The IT team can specify the following parameters of the thread pool:

  • thread priority - ranges threads created by a number of pools by priority. A user request to a business critical application hangs other threads in the system.

  • number of threads - limits the number of concurrent threads executing requests. Modern application servers, for example Oracle WebLogic, let us set up the limit not only as a constant value but also as a reference to a data source so the maximum number of thread would be equal to the capacity of the connection pool related to the data source. On thread gets a connection to the database.

The application server takes into account the above parameters in cooperation with some inner optimizations by analyzing the current workload, the number of available processors and the amount of free memory.


Configuring the WebLogic thread pool


Oracle WebLogic Server implements a concept referenced as 'Work manager'. Work manager is a mechanism that allows you to manage and utilize threads and create rules/guidelines to follow when assigning requests to threads. Work manager may be configured at the domain level, application level, and module level for a single application, servlet, or EJB-component.

A global Work manager can be created using the administrator console or WLST. An administrator can log in to the Weblogic console, select Environment -> Work Managers from the domain structure tree.

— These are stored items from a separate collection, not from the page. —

use serde::{Deserialize, Serialize};
use std::path::{Path, PathBuf};
use tracing::info;

use crate::error::{DublineError, Result};

pub const DEFAULT_CONFIG_FILE: &str = "dubline.toml";

#[derive(Debug, Clone, Default, Serialize, Deserialize)]
#[serde(default)]
pub struct Config {
    pub server: ServerConfig,
    pub workspace: WorkspaceConfig,
    pub acquire: AcquireConfig,
    pub transcriber: TranscriberConfig,
    pub translate: TranslateConfig,
    pub synthesis: SynthesisConfig,
    pub subtitle: SubtitleConfig,
    pub media: MediaConfig,
    pub retry: RetryConfig,
    pub summarize: SummarizeConfig,
    pub store: StoreConfig,
    pub mail: MailConfig,
}

#[derive(Debug, Clone, Serialize, Deserialize)]
#[serde(default)]
pub struct ServerConfig {
    pub host: String,
    pub port: u16,
    /// Jobs waiting beyond this many are rejected with 503
    pub queue_capacity: usize,
    /// Pipelines allowed to run at the same time
    pub max_concurrent_jobs: usize,
    /// Finished jobs stay queryable for this long
    pub job_retention_secs: u64,
    /// Upper bound on finished jobs kept in memory
    pub max_finished_jobs: usize,
}

#[derive(Debug, Clone, Serialize, Deserialize)]
#[serde(default)]
pub struct WorkspaceConfig {
    /// Parent directory for per-run working directories
    pub root: PathBuf,
    /// Keep run directories after delivery instead of removing them
    pub keep_artifacts: bool,
}

#[derive(Debug, Clone, Serialize, Deserialize)]
#[serde(default)]
pub struct AcquireConfig {
    /// Path to yt-dlp binary
    pub binary_path: String,
    /// yt-dlp format selector for the video download
    pub format: String,
    /// yt-dlp format selector for audio-only downloads (summaries)
    pub audio_format: String,
    pub timeout_secs: u64,
}

#[derive(Debug, Clone, Serialize, Deserialize)]
#[serde(default)]
pub struct TranscriberConfig {
    /// Path to the whisper CLI
    pub binary_path: String,
    /// Model size (tiny, base, small, medium, large)
    pub model: String,
    /// Source language hint; auto-detected when unset
    pub language: Option<String>,
    pub timeout_secs: u64,
}

#[derive(Debug, Clone, Copy, PartialEq, Eq, Serialize, Deserialize)]
#[serde(rename_all = "lowercase")]
pub enum TranslationBackend {
    /// Google Translate web endpoint
    Google,
    /// Local LLM served by ollama
    Ollama,
}

#[derive(Debug, Clone, Serialize, Deserialize)]
#[serde(default)]
pub struct TranslateConfig {
    pub backend: TranslationBackend,
    /// Google Translate endpoint URL
    pub google_endpoint: String,
    /// Ollama endpoint URL
    pub ollama_endpoint: String,
    /// LLM model to use when backend = "ollama"
    pub model: String,
    pub timeout_secs: u64,
}

#[derive(Debug, Clone, Serialize, Deserialize)]
#[serde(default)]
pub struct SynthesisConfig {
    /// Base URL of the TTS service exposing `POST /v1/audio/speech`
    pub endpoint: String,
    pub model: String,
    /// Playback speed applied to every synthesized segment
    pub speed: f32,
    /// Silence appended after every segment
    pub gap_ms: u64,
    /// Style text appended to the speaker name for built-in voices
    pub speaker_style: String,
    pub timeout_secs: u64,
}

#[derive(Debug, Clone, Serialize, Deserialize)]
#[serde(default)]
pub struct SubtitleConfig {
    pub font_name: String,
    pub font_size: u32,
}

#[derive(Debug, Clone, Serialize, Deserialize)]
#[serde(default)]
pub struct MediaConfig {
    /// Path to ffmpeg binary
    pub binary_path: String,
    /// Codec used when re-encoding the dubbed audio track
    pub audio_codec: String,
    /// Render the subtitle file into an additional video
    pub burn_subtitles: bool,
    /// Additional encoding options for subtitle burn-in
    /// Common options: ["-preset", "medium", "-crf", "23", "-pix_fmt", "yuv420p"]
    pub subtitle_options: Vec<String>,
    pub timeout_secs: u64,
}

#[derive(Debug, Clone, Serialize, Deserialize)]
#[serde(default)]
pub struct RetryConfig {
    pub max_attempts: u32,
    pub initial_backoff_ms: u64,
    pub max_backoff_ms: u64,
    pub jitter_ms: u64,
}

#[derive(Debug, Clone, Serialize, Deserialize)]
#[serde(default)]
pub struct SummarizeConfig {
    /// Ollama endpoint URL
    pub endpoint: String,
    pub model: String,
    pub max_words: u32,
    /// Summary language when the request names none
    pub default_language: String,
    pub timeout_secs: u64,
}

#[derive(Debug, Clone, Serialize, Deserialize)]
#[serde(default)]
pub struct StoreConfig {
    /// SQLite file holding translation request records
    pub path: PathBuf,
}

#[derive(Debug, Clone, Serialize, Deserialize)]
#[serde(default)]
pub struct MailConfig {
    pub enabled: bool,
    pub relay: String,
    pub port: u16,
    pub username: String,
    /// Prefer DUBLINE_SMTP_PASSWORD over storing this in the file
    pub password: Option<String>,
    pub from: String,
    pub subject: String,
    pub body: String,
    pub timeout_secs: u64,
}

impl Default for ServerConfig {
    fn default() -> Self {
        Self {
            host: "0.0.0.0".to_string(),
            port: 10000,
            queue_capacity: 32,
            max_concurrent_jobs: 1,
            job_retention_secs: 24 * 60 * 60,
            max_finished_jobs: 1000,
        }
    }
}

impl Default for WorkspaceConfig {
    fn default() -> Self {
        Self {
            root: PathBuf::from(".dubline/runs"),
            keep_artifacts: false,
        }
    }
}

impl Default for AcquireConfig {
    fn default() -> Self {
        Self {
            binary_path: "yt-dlp".to_string(),
            format: "bestvideo[ext=mp4]+bestaudio[ext=m4a]/mp4".to_string(),
            audio_format: "bestaudio/best".to_string(),
            timeout_secs: 1800,
        }
    }
}

impl Default for TranscriberConfig {
    fn default() -> Self {
        Self {
            binary_path: "whisper".to_string(),
            model: "base".to_string(),
            language: None,
            timeout_secs: 3600,
        }
    }
}

impl Default for TranslateConfig {
    fn default() -> Self {
        Self {
            backend: TranslationBackend::Google,
            google_endpoint: "https://translate.googleapis.com".to_string(),
            ollama_endpoint: "http://localhost:11434".to_string(),
            model: "llama3.2:3b".to_string(),
            timeout_secs: 60,
        }
    }
}

impl Default for SynthesisConfig {
    fn default() -> Self {
        Self {
            endpoint: "http://localhost:8000".to_string(),
            model: "ai4bharat/indic-parler-tts".to_string(),
            speed: 1.3,
            gap_ms: 200,
            speaker_style: "speaks at an extremely fast pace with a slightly moderate-pitched voice, \
                captured clearly in a close-sounding environment with excellent recording quality"
                .to_string(),
            timeout_secs: 300,
        }
    }
}

impl Default for SubtitleConfig {
    fn default() -> Self {
        Self {
            font_name: "Arial".to_string(),
            font_size: 20,
        }
    }
}

impl Default for MediaConfig {
    fn default() -> Self {
        Self {
            binary_path: "ffmpeg".to_string(),
            audio_codec: "aac".to_string(),
            burn_subtitles: false,
            subtitle_options: vec![
                // "-preset".to_string(), "medium".to_string(),
                // "-crf".to_string(), "23".to_string(),
            ],
            timeout_secs: 3600,
        }
    }
}

impl Default for RetryConfig {
    fn default() -> Self {
        Self {
            max_attempts: 3,
            initial_backoff_ms: 500,
            max_backoff_ms: 8000,
            jitter_ms: 250,
        }
    }
}

impl Default for SummarizeConfig {
    fn default() -> Self {
        Self {
            endpoint: "http://localhost:11434".to_string(),
            model: "llama3.2:3b".to_string(),
            max_words: 120,
            default_language: "hi".to_string(),
            timeout_secs: 300,
        }
    }
}

impl Default for StoreConfig {
    fn default() -> Self {
        Self {
            path: PathBuf::from(".dubline/requests.sqlite"),
        }
    }
}

impl Default for MailConfig {
    fn default() -> Self {
        Self {
            enabled: false,
            relay: "smtp.gmail.com".to_string(),
            port: 587,
            username: String::new(),
            password: None,
            from: String::new(),
            subject: "Your Translated Video and Subtitles".to_string(),
            body: "Hi, your translated video and subtitles are ready. Please find them attached."
                .to_string(),
            timeout_secs: 120,
        }
    }
}

impl Config {
    pub fn from_file<P: AsRef<Path>>(path: P) -> Result<Self> {
        let content = std::fs::read_to_string(path)
            .map_err(|e| DublineError::Config(format!("Failed to read config file: {}", e)))?;

        Self::from_toml(&content)
    }

    pub fn from_toml(content: &str) -> Result<Self> {
        toml::from_str(content)
            .map_err(|e| DublineError::Config(format!("Failed to parse config file: {}", e)))
    }

    pub fn save_to_file<P: AsRef<Path>>(&self, path: P) -> Result<()> {
        let content = toml::to_string_pretty(self)
            .map_err(|e| DublineError::Config(format!("Failed to serialize config: {}", e)))?;

        std::fs::write(path, content)
            .map_err(|e| DublineError::Config(format!("Failed to write config file: {}", e)))?;

        Ok(())
    }

    /// Explicit path, else `./dubline.toml` when present, else defaults.
    /// Secrets from the environment are applied last.
    pub fn load(path: Option<&Path>) -> Result<Self> {
        let mut config = match path {
            Some(path) => Self::from_file(path)?,
            None if Path::new(DEFAULT_CONFIG_FILE).exists() => {
                info!("Found {} in current directory, loading...", DEFAULT_CONFIG_FILE);
                Self::from_file(DEFAULT_CONFIG_FILE)?
            }
            None => Self::default(),
        };
        config.apply_env_overrides(|key| std::env::var(key).ok());
        config.validate()?;
        Ok(config)
    }

    pub fn apply_env_overrides<F>(&mut self, lookup: F)
    where
        F: Fn(&str) -> Option<String>,
    {
        if let Some(username) = lookup("DUBLINE_SMTP_USERNAME") {
            self.mail.username = username;
        }
        if let Some(password) = lookup("DUBLINE_SMTP_PASSWORD") {
            self.mail.password = Some(password);
        }
        if let Some(from) = lookup("DUBLINE_MAIL_FROM") {
            self.mail.from = from;
        }
    }

    pub fn validate(&self) -> Result<()> {
        // speed_up only shortens clips
        if !(self.synthesis.speed >= 1.0) {
            return Err(DublineError::Config(format!(
                "synthesis.speed must be at least 1.0, got {}",
                self.synthesis.speed
            )));
        }
        if self.server.max_concurrent_jobs == 0 || self.server.queue_capacity == 0 {
            return Err(DublineError::Config(
                "server.max_concurrent_jobs and server.queue_capacity must be at least 1".to_string(),
            ));
        }
        if self.mail.enabled && (self.mail.from.is_empty() || self.mail.password.is_none()) {
            return Err(DublineError::Config(
                "mail is enabled but sender or password is missing (set DUBLINE_MAIL_FROM / DUBLINE_SMTP_PASSWORD)"
                    .to_string(),
            ));
        }
        Ok(())
    }
}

Clicking on the link opens the Summary of Work Managers page on which a button for creating the following configuration elements is present:
  • Work Manager. The below objects are used as parameters for the appropriate properties of a Work manager.

  • Response Time Request Class specifies a response time goal in milliseconds. Response time goals are not applied to individual requests. Instead, WebLogic Server computes a tolerable waiting time for requests with that class by subtracting the observed average thread use time from the response time goal, and schedules schedule requests so that the average wait for requests with the class is proportional to its tolerable waiting time (Here and bellow, the quotes are from the official documentation).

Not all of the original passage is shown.